_Assignment_:
For every line in the entries that contains "Clone", show the whole line.

_Records for the task_:
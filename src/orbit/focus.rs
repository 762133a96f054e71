//! Hover focus.
//!
//! One entity at most holds focus. Pointer events arrive one at a time from
//! the host, between frames, so plain `&mut self` is enough: last enter wins,
//! and a leave only counts if it comes from the entity that holds focus.

use glam::Vec3;

use crate::orbit::projector::{choose_card_anchor, CardAnchor, ScreenProjector};

/// Index of an entity in its scene.
#[derive(Debug, Clone, Copy, PartialEq, Eq, Hash, PartialOrd, Ord)]
pub struct EntityId(pub usize);

/// Which entity, if any, is focused.
#[derive(Debug, Clone, Copy, PartialEq, Eq, Default)]
pub enum FocusState {
    #[default]
    None,
    Entity(EntityId),
}

impl FocusState {
    pub fn entity(self) -> Option<EntityId> {
        match self {
            Self::None => None,
            Self::Entity(id) => Some(id),
        }
    }

    pub fn is(self, id: EntityId) -> bool {
        self == Self::Entity(id)
    }
}

/// Outcome of a pointer event.
#[derive(Debug, Clone, Copy, PartialEq, Eq)]
pub enum FocusChange {
    /// Focus moved to this entity (from nothing or from another entity)
    Gained { id: EntityId, previous: Option<EntityId> },
    /// Focus dropped back to none
    Cleared { id: EntityId },
    /// Event had no effect (repeat enter, stale leave, unknown id)
    Unchanged,
}

/// Owner of the scene's [`FocusState`] and the focused entity's card anchor.
#[derive(Debug, Clone)]
pub struct HoverController {
    entity_count: usize,
    focus: FocusState,
    card: Option<CardAnchor>,
}

impl HoverController {
    pub fn new(entity_count: usize) -> Self {
        Self {
            entity_count,
            focus: FocusState::None,
            card: None,
        }
    }

    pub fn focus(&self) -> FocusState {
        self.focus
    }

    pub fn focused(&self) -> Option<EntityId> {
        self.focus.entity()
    }

    pub fn is_focused(&self, id: EntityId) -> bool {
        self.focus.is(id)
    }

    /// Anchor of the focused entity's info card.
    pub fn card_anchor(&self) -> Option<CardAnchor> {
        self.card
    }

    fn known(&self, id: EntityId) -> bool {
        id.0 < self.entity_count
    }

    /// Pointer entered `id` at world position `position`.
    ///
    /// Takes focus and places the card for this entity only.
    pub fn on_pointer_enter(
        &mut self,
        id: EntityId,
        position: Vec3,
        projector: &dyn ScreenProjector,
    ) -> FocusChange {
        if !self.known(id) {
            log::debug!("pointer enter for unknown entity {:?}, ignored", id);
            return FocusChange::Unchanged;
        }
        if self.focus.is(id) {
            return FocusChange::Unchanged;
        }

        let previous = self.focus.entity();
        self.focus = FocusState::Entity(id);
        self.card = Some(
            projector
                .project(position)
                .map(choose_card_anchor)
                .unwrap_or_default(),
        );
        log::debug!("focus {:?} -> {:?}", previous, id);
        FocusChange::Gained { id, previous }
    }

    /// Pointer left `id`. No-op unless `id` holds focus.
    pub fn on_pointer_leave(&mut self, id: EntityId) -> FocusChange {
        if !self.focus.is(id) {
            return FocusChange::Unchanged;
        }
        self.focus = FocusState::None;
        self.card = None;
        log::debug!("focus cleared by {:?}", id);
        FocusChange::Cleared { id }
    }

    /// Re-place the card for the focused entity now at `position`.
    ///
    /// Called every tick while focused. If the entity cannot be projected
    /// (behind the camera) the previous anchor stays.
    pub fn refresh_card(&mut self, position: Vec3, projector: &dyn ScreenProjector) {
        if self.focus == FocusState::None {
            return;
        }
        if let Some(screen) = projector.project(position) {
            self.card = Some(choose_card_anchor(screen));
        }
    }
}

_Completed task_:
#[derive(Debug, Clone, Copy, PartialEq, Eq, Hash, PartialOrd, Ord)]
#[derive(Debug, Clone, Copy, PartialEq, Eq, Default)]
#[derive(Debug, Clone, Copy, PartialEq, Eq)]
#[derive(Debug, Clone)]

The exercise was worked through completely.